What you will do →
Your response should consist of one number, the count of lines below that contain "payload".

Available data →
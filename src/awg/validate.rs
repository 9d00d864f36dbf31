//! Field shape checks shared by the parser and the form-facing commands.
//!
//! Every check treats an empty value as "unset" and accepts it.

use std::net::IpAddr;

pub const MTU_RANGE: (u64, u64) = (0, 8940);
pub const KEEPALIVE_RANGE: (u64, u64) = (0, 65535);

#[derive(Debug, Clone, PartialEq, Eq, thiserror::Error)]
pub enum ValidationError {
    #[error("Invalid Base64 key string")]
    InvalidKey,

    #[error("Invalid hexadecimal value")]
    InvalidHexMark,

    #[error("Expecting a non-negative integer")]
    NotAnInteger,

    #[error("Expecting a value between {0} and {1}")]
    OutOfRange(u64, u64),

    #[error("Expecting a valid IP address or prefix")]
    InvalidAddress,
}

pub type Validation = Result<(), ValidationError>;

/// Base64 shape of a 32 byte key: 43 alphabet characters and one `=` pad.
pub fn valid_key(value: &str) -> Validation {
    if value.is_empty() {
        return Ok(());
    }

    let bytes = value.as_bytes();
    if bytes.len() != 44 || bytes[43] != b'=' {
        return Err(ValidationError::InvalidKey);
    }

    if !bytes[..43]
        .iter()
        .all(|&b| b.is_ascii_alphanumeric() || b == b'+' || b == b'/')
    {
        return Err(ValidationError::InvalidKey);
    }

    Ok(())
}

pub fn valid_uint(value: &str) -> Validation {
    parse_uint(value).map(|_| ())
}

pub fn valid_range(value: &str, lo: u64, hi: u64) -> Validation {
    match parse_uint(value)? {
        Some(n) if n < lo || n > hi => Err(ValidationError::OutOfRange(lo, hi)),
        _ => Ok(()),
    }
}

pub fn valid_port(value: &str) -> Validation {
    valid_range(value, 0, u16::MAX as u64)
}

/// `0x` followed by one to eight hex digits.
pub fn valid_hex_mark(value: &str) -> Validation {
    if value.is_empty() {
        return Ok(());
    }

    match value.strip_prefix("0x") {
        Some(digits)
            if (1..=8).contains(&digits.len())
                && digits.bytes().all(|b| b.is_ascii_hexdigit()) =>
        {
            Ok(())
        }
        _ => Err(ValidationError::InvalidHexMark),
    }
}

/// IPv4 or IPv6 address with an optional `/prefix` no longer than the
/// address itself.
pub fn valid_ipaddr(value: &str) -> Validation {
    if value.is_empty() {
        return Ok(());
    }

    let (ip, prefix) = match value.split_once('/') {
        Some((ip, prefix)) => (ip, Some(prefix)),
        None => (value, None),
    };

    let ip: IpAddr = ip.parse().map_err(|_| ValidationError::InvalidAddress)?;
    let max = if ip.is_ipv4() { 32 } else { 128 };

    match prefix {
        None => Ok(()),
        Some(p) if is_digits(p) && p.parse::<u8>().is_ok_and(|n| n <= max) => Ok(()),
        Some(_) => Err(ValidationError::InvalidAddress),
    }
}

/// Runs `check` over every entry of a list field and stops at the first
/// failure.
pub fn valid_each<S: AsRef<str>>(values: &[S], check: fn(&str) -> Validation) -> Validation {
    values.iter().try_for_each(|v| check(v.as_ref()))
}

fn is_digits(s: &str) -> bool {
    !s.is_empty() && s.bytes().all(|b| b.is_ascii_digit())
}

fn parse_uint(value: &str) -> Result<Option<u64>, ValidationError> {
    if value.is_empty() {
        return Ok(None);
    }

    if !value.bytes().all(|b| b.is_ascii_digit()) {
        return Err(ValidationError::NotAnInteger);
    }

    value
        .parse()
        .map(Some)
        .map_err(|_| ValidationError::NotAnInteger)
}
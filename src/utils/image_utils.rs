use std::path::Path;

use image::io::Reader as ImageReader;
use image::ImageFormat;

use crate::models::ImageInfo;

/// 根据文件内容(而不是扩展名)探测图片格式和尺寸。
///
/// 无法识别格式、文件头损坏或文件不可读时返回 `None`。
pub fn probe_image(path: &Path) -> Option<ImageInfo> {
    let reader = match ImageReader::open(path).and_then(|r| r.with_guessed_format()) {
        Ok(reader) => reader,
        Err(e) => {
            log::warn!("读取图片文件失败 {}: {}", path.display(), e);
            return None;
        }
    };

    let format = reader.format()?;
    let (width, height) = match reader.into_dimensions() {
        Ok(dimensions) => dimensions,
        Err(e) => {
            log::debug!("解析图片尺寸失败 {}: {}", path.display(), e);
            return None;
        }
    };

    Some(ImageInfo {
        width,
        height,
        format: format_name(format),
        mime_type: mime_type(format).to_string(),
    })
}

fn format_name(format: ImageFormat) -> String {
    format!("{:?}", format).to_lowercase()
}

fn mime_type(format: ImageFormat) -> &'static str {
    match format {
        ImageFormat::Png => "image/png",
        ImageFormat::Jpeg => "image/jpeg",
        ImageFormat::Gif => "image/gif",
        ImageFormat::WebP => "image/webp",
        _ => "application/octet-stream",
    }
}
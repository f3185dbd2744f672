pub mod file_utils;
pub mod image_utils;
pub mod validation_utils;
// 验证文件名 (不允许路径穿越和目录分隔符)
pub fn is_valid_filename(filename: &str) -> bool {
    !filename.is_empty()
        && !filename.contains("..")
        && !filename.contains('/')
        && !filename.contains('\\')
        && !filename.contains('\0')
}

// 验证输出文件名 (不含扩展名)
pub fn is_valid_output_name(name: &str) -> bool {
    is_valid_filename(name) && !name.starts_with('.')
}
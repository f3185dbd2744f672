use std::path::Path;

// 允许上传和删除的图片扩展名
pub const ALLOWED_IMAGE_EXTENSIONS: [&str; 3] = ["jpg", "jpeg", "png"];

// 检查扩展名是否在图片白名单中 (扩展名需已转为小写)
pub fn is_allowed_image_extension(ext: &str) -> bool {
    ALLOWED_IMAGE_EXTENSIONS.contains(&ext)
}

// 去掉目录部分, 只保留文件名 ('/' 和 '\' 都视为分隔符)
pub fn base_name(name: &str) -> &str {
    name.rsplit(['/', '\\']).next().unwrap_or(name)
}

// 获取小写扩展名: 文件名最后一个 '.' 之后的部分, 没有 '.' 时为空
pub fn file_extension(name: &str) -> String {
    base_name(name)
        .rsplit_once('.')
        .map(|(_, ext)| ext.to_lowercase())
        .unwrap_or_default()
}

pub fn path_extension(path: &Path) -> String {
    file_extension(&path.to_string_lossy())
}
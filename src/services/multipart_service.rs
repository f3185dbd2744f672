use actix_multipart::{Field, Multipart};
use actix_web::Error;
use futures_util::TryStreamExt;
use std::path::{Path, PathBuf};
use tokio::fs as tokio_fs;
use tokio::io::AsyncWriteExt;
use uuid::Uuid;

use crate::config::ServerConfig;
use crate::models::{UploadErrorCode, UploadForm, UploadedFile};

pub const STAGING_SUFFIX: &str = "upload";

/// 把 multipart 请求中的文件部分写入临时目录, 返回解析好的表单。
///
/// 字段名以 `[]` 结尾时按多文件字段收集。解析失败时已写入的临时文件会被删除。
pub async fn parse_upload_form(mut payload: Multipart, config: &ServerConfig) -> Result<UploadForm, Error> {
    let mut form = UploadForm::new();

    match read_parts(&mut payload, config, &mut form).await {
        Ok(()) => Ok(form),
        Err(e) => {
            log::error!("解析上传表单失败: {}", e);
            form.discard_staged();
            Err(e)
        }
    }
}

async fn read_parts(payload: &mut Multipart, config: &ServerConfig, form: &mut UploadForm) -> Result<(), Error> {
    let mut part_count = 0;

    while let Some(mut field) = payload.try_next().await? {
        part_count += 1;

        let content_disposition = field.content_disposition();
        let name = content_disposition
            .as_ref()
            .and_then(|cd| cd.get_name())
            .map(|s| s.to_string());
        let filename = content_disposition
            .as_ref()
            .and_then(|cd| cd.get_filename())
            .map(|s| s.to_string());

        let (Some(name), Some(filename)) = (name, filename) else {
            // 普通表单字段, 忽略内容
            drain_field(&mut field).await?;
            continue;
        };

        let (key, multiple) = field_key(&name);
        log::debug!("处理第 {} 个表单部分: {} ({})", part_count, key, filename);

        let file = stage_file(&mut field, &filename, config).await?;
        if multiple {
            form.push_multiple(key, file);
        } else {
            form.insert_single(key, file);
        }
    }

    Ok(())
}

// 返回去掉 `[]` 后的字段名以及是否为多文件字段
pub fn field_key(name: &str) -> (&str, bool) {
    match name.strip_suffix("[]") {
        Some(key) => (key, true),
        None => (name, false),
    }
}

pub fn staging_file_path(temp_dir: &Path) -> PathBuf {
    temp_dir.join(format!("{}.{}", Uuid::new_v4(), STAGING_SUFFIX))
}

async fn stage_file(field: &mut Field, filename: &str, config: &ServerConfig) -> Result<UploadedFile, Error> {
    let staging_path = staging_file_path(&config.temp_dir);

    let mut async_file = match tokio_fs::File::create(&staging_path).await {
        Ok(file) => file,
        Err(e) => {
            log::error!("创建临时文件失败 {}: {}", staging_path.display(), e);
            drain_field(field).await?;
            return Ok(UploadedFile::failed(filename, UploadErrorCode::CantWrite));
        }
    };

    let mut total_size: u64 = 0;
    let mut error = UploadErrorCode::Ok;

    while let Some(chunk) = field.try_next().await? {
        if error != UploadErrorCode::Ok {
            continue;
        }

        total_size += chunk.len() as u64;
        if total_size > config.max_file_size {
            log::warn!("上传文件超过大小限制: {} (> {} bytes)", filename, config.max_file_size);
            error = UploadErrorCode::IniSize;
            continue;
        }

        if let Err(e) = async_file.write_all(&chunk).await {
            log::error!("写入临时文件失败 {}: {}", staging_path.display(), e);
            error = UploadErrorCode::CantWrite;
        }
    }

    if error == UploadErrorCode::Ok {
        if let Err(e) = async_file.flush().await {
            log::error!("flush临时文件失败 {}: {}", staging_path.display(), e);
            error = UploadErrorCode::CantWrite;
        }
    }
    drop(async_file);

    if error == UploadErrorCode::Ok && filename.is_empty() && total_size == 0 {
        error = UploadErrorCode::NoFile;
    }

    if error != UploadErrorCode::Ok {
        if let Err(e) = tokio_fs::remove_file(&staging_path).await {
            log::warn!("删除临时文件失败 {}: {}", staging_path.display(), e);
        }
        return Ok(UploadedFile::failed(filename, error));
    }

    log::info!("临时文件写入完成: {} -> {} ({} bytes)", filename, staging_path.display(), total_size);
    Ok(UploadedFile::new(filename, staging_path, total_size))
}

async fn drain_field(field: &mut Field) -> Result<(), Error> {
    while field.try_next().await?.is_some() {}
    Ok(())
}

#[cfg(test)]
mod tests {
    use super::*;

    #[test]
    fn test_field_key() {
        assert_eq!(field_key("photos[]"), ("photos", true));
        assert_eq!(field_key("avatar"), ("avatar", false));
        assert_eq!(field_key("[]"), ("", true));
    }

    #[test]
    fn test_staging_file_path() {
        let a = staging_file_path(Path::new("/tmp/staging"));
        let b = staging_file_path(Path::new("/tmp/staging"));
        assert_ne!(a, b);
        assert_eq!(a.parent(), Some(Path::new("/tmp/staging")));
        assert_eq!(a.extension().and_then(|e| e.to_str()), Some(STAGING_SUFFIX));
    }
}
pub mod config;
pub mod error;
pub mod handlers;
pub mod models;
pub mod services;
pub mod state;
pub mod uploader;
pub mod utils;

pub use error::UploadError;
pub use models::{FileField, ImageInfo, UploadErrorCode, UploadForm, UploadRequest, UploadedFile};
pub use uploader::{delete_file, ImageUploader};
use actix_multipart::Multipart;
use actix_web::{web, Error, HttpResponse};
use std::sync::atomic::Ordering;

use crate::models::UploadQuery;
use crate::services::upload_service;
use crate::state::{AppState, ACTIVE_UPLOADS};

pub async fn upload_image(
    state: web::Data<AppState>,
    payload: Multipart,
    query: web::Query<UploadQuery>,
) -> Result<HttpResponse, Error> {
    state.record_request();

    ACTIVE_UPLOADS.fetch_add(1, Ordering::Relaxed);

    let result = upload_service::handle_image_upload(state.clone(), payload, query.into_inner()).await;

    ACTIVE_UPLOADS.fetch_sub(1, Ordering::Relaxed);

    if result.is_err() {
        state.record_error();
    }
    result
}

Your response →
6